▶ **What the task asks**
Return, exactly and in full, the lines of the records below starting at the one with "spent until maturity." and ending at the one with "pub const COINBASE_KERNEL: u8 = 1;", and no other lines.

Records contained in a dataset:

╔══

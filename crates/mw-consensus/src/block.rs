//! Blocks, headers and their consensus rules.
//!
//! Everything is sorted in lexicographical order of its hash on the wire:
//! encoding sorts, decoding rejects unsorted sequences.

use crate::ser::Reader;
use crate::{
    valid_version, ConsensusError, Difficulty, Hash, Proof, ShortId, BLOCK_INPUT_WEIGHT,
    BLOCK_KERNEL_WEIGHT, BLOCK_OUTPUT_WEIGHT, BLOCK_TIME_SEC, DEFAULT_MIN_EDGE_BITS,
    MAX_BLOCK_COINBASE_KERNELS, MAX_BLOCK_COINBASE_OUTPUTS, MAX_BLOCK_WEIGHT, MAX_TX_PARTS,
    PROOF_SIZE, REWARD, SECOND_POW_EDGE_BITS,
};
use bytes::{BufMut, Bytes, BytesMut};
use mw_crypto::{
    excess_sums_match, kernel_message, verify_excess, Commitment, RangeProof, RangeProofVerifier,
    Signature, MAX_PROOF_SIZE, PEDERSEN_COMMITMENT_SIZE, SIGNATURE_SIZE,
};
use mw_pow::Cuckaroo;

/// Output is a coinbase output, must not be spent until maturity.
pub const COINBASE_OUTPUT: u8 = 1;

/// Kernel matching a coinbase output.
pub const COINBASE_KERNEL: u8 = 1;

/// A transaction input: a reference to the output commitment being spent.
#[derive(Debug, Clone, PartialEq, Eq)]
pub struct Input {
    /// Feature flags of the spent output.
    pub features: u8,
    /// The spent commitment.
    pub commit: Commitment,
}

impl Input {
    /// Serialize into `buf`.
    pub fn write(&self, buf: &mut BytesMut) {
        buf.put_u8(self.features);
        buf.put_slice(self.commit.as_bytes());
    }

    /// The serialized bytes.
    pub fn bytes(&self) -> Bytes {
        let mut buf = BytesMut::with_capacity(1 + PEDERSEN_COMMITMENT_SIZE);
        self.write(&mut buf);
        buf.freeze()
    }

    /// Deserialize from `r`.
    pub fn read(r: &mut Reader) -> Result<Self, ConsensusError> {
        Ok(Self {
            features: r.u8()?,
            commit: Commitment::from_bytes(r.fixed()?),
        })
    }

    /// Hash of the serialized input, used for ordering.
    pub fn hash(&self) -> Hash {
        Hash::of(&self.bytes())
    }
}

/// A transaction output: a commitment to a value plus the proof that the
/// value is in range. The ordering hash covers features and commitment
/// only; the range proof is committed to separately.
#[derive(Debug, Clone, PartialEq, Eq)]
pub struct Output {
    /// Feature flags.
    pub features: u8,
    /// The homomorphic commitment to the output amount.
    pub commit: Commitment,
    /// Proof that the committed amount is in range.
    pub proof: RangeProof,
}

impl Output {
    fn write_without_proof(&self, buf: &mut BytesMut) {
        buf.put_u8(self.features);
        buf.put_slice(self.commit.as_bytes());
    }

    /// Serialize into `buf`.
    pub fn write(&self, buf: &mut BytesMut) {
        self.write_without_proof(buf);
        buf.put_u64(self.proof.len() as u64);
        buf.put_slice(self.proof.as_bytes());
    }

    /// The serialized bytes.
    pub fn bytes(&self) -> Bytes {
        let mut buf = BytesMut::new();
        self.write(&mut buf);
        buf.freeze()
    }

    /// Deserialize from `r`, enforcing the range proof size bound.
    pub fn read(r: &mut Reader) -> Result<Self, ConsensusError> {
        let features = r.u8()?;
        let commit = Commitment::from_bytes(r.fixed()?);

        let proof_len = r.u64()?;
        if proof_len > MAX_PROOF_SIZE as u64 {
            return Err(ConsensusError::TooMany {
                collection: "range proof bytes",
                count: proof_len,
                max: MAX_PROOF_SIZE as u64,
            });
        }
        let proof = RangeProof::new(r.bytes(proof_len as usize)?.to_vec())?;

        Ok(Self {
            features,
            commit,
            proof,
        })
    }

    /// Hash over features and commitment, used for ordering.
    pub fn hash(&self) -> Hash {
        let mut buf = BytesMut::with_capacity(1 + PEDERSEN_COMMITMENT_SIZE);
        self.write_without_proof(&mut buf);
        Hash::of(&buf)
    }

    /// Whether this is a coinbase output.
    pub fn is_coinbase(&self) -> bool {
        self.features & COINBASE_OUTPUT == COINBASE_OUTPUT
    }
}
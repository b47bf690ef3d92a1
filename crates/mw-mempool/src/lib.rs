//! # mw-mempool
//!
//! An in-memory transaction pool implementing the mempool facade:
//! transactions are validated on entry, deduplicated by hash and bounded
//! by a configurable capacity.

mod pool;

pub use pool::{PoolConfig, TransactionPool};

╚══

▶ **Solution**
/// Output is a coinbase output, must not be spent until maturity.
pub const COINBASE_OUTPUT: u8 = 1;

/// Kernel matching a coinbase output.
pub const COINBASE_KERNEL: u8 = 1;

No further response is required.